◆ **ASSIGNMENT**: Every line below from the one containing "use crate::error::ScheduleError;" through the one containing "pub fn new(hour: u8, minute: u8)" must be transcribed exactly. Omit all lines outside that stretch.

Stored items from a collection
=== Begin Enclosure ===
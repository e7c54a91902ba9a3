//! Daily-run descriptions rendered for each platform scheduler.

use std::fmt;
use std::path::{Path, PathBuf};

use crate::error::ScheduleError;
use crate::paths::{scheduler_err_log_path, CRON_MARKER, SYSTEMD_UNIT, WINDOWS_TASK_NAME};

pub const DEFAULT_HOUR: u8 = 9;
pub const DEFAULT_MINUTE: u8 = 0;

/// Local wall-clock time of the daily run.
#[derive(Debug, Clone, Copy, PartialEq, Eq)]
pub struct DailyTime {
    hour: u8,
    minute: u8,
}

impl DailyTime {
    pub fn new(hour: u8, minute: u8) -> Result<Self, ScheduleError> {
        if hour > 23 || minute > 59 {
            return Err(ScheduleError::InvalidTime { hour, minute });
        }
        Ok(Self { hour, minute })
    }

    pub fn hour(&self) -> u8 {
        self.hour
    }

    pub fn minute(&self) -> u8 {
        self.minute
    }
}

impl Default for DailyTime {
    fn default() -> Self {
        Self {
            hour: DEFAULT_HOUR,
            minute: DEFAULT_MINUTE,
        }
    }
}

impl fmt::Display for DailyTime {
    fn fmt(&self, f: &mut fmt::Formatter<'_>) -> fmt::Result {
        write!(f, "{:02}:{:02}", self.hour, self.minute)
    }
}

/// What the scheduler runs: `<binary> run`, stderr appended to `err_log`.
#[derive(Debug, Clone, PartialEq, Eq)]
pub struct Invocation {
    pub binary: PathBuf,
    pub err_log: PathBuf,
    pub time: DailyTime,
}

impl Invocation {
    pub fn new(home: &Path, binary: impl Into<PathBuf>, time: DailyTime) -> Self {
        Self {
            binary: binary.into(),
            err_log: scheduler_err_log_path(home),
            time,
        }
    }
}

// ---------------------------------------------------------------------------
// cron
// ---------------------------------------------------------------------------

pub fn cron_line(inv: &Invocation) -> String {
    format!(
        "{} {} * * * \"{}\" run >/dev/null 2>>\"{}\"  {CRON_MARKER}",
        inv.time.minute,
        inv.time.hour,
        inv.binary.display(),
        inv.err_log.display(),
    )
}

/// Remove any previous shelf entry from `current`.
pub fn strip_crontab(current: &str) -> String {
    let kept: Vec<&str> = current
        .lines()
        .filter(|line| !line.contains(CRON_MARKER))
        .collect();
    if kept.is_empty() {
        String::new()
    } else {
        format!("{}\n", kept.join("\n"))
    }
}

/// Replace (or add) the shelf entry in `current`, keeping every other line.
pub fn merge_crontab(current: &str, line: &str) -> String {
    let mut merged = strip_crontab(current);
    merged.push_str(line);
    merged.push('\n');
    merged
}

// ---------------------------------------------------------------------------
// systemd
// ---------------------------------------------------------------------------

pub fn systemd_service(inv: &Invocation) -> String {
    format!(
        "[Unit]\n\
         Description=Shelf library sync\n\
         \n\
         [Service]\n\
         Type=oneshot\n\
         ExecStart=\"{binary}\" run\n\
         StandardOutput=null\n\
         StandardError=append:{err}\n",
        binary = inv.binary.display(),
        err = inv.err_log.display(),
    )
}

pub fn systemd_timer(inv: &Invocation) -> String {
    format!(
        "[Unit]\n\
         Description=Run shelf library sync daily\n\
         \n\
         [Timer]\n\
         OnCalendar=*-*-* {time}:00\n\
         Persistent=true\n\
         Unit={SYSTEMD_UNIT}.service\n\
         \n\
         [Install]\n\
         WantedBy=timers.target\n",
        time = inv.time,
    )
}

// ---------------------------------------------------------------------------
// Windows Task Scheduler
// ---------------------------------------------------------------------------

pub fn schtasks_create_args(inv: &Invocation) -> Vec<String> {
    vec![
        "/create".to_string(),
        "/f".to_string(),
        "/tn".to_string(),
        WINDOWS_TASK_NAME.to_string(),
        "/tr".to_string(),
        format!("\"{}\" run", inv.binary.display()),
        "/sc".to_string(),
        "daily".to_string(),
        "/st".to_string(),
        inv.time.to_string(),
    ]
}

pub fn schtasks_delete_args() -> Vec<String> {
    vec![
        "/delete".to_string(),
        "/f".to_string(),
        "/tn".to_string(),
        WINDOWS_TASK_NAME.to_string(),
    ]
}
=== End Enclosure ===
=== Begin Enclosure ===
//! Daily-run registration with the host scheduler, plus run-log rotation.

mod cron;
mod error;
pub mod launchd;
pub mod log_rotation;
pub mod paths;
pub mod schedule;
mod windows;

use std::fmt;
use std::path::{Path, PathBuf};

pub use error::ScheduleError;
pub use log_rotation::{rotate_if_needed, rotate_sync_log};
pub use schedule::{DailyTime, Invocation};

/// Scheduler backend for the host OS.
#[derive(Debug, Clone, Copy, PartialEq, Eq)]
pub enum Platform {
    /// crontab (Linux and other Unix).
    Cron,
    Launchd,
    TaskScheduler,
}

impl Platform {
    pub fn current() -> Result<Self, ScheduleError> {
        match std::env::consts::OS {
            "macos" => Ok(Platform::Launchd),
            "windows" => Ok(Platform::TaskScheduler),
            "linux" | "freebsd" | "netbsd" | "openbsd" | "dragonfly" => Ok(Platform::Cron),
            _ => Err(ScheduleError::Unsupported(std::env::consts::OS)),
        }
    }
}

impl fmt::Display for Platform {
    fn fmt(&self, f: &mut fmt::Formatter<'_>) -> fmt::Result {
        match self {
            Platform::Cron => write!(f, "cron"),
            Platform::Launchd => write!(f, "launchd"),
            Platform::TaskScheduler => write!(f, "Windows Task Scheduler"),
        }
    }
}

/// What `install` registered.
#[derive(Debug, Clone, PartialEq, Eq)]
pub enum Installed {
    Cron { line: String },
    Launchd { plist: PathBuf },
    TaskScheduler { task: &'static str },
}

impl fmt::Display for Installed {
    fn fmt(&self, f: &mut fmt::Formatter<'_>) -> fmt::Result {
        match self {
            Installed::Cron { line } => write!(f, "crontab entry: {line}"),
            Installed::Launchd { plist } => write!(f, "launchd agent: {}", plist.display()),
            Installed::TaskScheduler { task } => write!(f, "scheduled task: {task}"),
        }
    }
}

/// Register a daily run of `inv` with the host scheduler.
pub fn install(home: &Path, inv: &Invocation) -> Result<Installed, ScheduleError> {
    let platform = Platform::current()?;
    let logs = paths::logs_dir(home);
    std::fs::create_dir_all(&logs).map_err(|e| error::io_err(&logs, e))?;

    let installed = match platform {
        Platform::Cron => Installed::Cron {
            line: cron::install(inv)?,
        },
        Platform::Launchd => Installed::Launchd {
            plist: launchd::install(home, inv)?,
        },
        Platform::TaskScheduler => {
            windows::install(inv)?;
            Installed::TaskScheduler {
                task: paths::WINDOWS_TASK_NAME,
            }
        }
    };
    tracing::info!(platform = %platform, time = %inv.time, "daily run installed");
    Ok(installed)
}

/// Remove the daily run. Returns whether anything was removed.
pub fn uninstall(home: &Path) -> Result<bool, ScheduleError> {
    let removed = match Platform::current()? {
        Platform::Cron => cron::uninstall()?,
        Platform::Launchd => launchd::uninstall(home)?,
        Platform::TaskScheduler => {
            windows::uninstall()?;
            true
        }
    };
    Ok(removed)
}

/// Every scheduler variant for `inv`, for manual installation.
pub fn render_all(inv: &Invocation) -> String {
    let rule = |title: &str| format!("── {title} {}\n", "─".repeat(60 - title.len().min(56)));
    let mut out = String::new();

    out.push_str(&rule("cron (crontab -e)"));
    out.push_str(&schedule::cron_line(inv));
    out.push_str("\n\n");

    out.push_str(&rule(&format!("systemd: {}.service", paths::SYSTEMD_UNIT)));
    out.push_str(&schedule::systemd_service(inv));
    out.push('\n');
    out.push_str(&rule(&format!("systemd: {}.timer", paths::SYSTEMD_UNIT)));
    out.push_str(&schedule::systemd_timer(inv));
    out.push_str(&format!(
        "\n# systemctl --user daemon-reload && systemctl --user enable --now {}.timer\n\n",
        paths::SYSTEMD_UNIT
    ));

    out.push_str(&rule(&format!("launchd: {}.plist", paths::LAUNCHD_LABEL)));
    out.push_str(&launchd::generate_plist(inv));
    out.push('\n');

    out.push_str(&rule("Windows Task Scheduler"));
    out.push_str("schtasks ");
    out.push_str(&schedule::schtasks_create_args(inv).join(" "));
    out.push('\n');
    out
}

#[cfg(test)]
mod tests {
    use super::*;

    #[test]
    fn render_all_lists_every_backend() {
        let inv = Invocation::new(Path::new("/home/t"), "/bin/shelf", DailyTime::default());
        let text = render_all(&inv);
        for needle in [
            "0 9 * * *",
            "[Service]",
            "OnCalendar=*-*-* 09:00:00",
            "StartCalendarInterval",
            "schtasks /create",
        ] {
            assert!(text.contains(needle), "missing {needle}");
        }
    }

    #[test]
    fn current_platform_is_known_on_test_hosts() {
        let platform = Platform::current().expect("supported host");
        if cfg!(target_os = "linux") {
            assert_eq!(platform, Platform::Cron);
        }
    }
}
=== End Enclosure ===
◆ **YOUR SOLUTION**:
use crate::error::ScheduleError;
use crate::paths::{scheduler_err_log_path, CRON_MARKER, SYSTEMD_UNIT, WINDOWS_TASK_NAME};

pub const DEFAULT_HOUR: u8 = 9;
pub const DEFAULT_MINUTE: u8 = 0;

/// Local wall-clock time of the daily run.
#[derive(Debug, Clone, Copy, PartialEq, Eq)]
pub struct DailyTime {
    hour: u8,
    minute: u8,
}

impl DailyTime {
    pub fn new(hour: u8, minute: u8) -> Result<Self, ScheduleError> {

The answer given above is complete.